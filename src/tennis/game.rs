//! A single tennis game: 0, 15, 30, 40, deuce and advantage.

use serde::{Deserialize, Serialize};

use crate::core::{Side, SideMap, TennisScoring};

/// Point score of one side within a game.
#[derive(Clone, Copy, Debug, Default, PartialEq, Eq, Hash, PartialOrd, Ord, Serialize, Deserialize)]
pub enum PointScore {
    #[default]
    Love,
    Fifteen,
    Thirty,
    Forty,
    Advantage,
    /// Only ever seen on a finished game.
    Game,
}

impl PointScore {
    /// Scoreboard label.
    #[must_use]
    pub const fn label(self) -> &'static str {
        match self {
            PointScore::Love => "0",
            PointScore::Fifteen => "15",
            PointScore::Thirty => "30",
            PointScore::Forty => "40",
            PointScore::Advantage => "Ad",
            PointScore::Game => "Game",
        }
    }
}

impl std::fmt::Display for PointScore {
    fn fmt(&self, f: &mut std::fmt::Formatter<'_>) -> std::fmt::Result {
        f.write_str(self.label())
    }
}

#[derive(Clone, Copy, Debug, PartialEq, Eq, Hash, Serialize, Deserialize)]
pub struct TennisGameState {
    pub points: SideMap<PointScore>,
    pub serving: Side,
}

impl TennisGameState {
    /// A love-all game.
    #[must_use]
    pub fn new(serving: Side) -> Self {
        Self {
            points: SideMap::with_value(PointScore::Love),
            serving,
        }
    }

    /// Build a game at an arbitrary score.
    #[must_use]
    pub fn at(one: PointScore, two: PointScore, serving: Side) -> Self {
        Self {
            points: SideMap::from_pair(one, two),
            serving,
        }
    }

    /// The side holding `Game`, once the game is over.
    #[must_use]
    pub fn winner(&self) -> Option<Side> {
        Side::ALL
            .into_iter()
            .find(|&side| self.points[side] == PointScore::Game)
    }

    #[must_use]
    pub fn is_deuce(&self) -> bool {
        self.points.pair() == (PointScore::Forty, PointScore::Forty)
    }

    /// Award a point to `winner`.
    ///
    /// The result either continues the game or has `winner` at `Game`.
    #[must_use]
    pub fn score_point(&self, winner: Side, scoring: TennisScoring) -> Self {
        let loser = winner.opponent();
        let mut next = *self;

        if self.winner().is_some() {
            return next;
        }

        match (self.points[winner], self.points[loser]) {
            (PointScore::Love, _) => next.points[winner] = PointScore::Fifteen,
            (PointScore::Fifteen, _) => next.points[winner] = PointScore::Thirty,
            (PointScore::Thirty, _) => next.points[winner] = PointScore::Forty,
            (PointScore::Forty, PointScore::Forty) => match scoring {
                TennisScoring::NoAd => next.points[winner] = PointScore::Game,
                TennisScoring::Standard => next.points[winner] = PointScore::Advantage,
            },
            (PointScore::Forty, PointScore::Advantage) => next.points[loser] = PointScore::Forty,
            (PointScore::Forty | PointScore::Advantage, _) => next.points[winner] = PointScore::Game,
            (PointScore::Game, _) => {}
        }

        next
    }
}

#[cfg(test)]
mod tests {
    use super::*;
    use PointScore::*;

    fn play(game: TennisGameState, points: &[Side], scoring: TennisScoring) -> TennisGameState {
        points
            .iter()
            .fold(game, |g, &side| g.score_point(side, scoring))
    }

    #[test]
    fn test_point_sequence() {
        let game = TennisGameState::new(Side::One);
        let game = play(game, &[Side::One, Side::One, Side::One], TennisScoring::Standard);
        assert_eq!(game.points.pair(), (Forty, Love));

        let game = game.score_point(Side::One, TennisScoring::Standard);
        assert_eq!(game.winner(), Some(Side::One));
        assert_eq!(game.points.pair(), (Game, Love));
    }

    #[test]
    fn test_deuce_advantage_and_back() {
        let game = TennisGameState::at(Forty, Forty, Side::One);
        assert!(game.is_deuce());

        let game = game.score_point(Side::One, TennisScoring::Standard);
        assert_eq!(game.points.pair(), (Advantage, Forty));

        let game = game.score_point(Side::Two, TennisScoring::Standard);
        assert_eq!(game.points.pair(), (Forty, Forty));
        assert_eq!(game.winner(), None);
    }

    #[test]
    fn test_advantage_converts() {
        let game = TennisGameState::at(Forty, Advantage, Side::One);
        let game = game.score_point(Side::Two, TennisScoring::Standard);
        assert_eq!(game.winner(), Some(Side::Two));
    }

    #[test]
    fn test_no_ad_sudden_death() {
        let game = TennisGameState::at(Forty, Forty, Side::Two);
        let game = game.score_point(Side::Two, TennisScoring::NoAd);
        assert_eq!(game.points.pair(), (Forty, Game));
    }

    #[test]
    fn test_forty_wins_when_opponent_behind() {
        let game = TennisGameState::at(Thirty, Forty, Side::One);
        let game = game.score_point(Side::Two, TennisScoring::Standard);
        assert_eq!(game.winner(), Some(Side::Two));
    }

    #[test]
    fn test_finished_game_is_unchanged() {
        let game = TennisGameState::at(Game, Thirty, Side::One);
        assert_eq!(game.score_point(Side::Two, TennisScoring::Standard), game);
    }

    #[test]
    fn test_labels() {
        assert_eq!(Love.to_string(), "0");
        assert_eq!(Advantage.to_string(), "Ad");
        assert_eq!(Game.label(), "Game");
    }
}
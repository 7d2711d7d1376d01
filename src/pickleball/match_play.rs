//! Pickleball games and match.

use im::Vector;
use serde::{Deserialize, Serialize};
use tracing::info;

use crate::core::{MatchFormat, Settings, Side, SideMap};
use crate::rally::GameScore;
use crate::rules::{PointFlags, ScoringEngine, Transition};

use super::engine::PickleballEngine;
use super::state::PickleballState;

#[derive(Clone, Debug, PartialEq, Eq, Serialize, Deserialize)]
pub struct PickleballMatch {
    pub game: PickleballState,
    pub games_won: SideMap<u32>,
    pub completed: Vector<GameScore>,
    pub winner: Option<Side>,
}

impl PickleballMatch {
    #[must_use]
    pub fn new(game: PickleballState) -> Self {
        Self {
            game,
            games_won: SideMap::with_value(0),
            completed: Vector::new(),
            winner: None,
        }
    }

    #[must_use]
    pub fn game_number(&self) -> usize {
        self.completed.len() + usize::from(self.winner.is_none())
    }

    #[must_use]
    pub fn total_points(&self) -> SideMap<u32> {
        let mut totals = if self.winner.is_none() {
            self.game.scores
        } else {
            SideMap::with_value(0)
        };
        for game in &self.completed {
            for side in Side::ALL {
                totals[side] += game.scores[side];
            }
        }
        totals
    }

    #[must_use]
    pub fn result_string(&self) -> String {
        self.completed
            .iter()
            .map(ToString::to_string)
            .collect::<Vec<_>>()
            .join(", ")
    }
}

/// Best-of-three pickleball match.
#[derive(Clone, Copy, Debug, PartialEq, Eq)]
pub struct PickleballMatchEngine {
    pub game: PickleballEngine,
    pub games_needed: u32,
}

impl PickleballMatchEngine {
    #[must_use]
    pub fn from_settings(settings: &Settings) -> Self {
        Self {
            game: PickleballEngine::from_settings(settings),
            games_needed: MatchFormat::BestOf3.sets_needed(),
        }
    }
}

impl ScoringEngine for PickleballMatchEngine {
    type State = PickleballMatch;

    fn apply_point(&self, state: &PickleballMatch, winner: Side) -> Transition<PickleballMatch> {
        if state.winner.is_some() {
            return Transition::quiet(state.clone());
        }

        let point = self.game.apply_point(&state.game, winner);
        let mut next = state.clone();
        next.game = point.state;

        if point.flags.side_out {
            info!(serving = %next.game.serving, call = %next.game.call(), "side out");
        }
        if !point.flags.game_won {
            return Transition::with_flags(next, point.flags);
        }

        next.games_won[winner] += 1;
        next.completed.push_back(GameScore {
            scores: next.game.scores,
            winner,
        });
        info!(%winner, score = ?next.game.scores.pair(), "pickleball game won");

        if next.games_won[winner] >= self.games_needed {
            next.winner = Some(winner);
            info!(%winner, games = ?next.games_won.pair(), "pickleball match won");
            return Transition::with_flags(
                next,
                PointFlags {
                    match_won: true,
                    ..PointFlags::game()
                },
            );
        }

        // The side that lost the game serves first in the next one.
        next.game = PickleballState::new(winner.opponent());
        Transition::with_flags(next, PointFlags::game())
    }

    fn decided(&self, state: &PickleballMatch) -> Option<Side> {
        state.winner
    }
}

> **Task to complete**
Go through the records above and return every line that holds the string "PickleballMatchEngine".

> **Answer**
pub struct PickleballMatchEngine {
impl PickleballMatchEngine {
impl ScoringEngine for PickleballMatchEngine {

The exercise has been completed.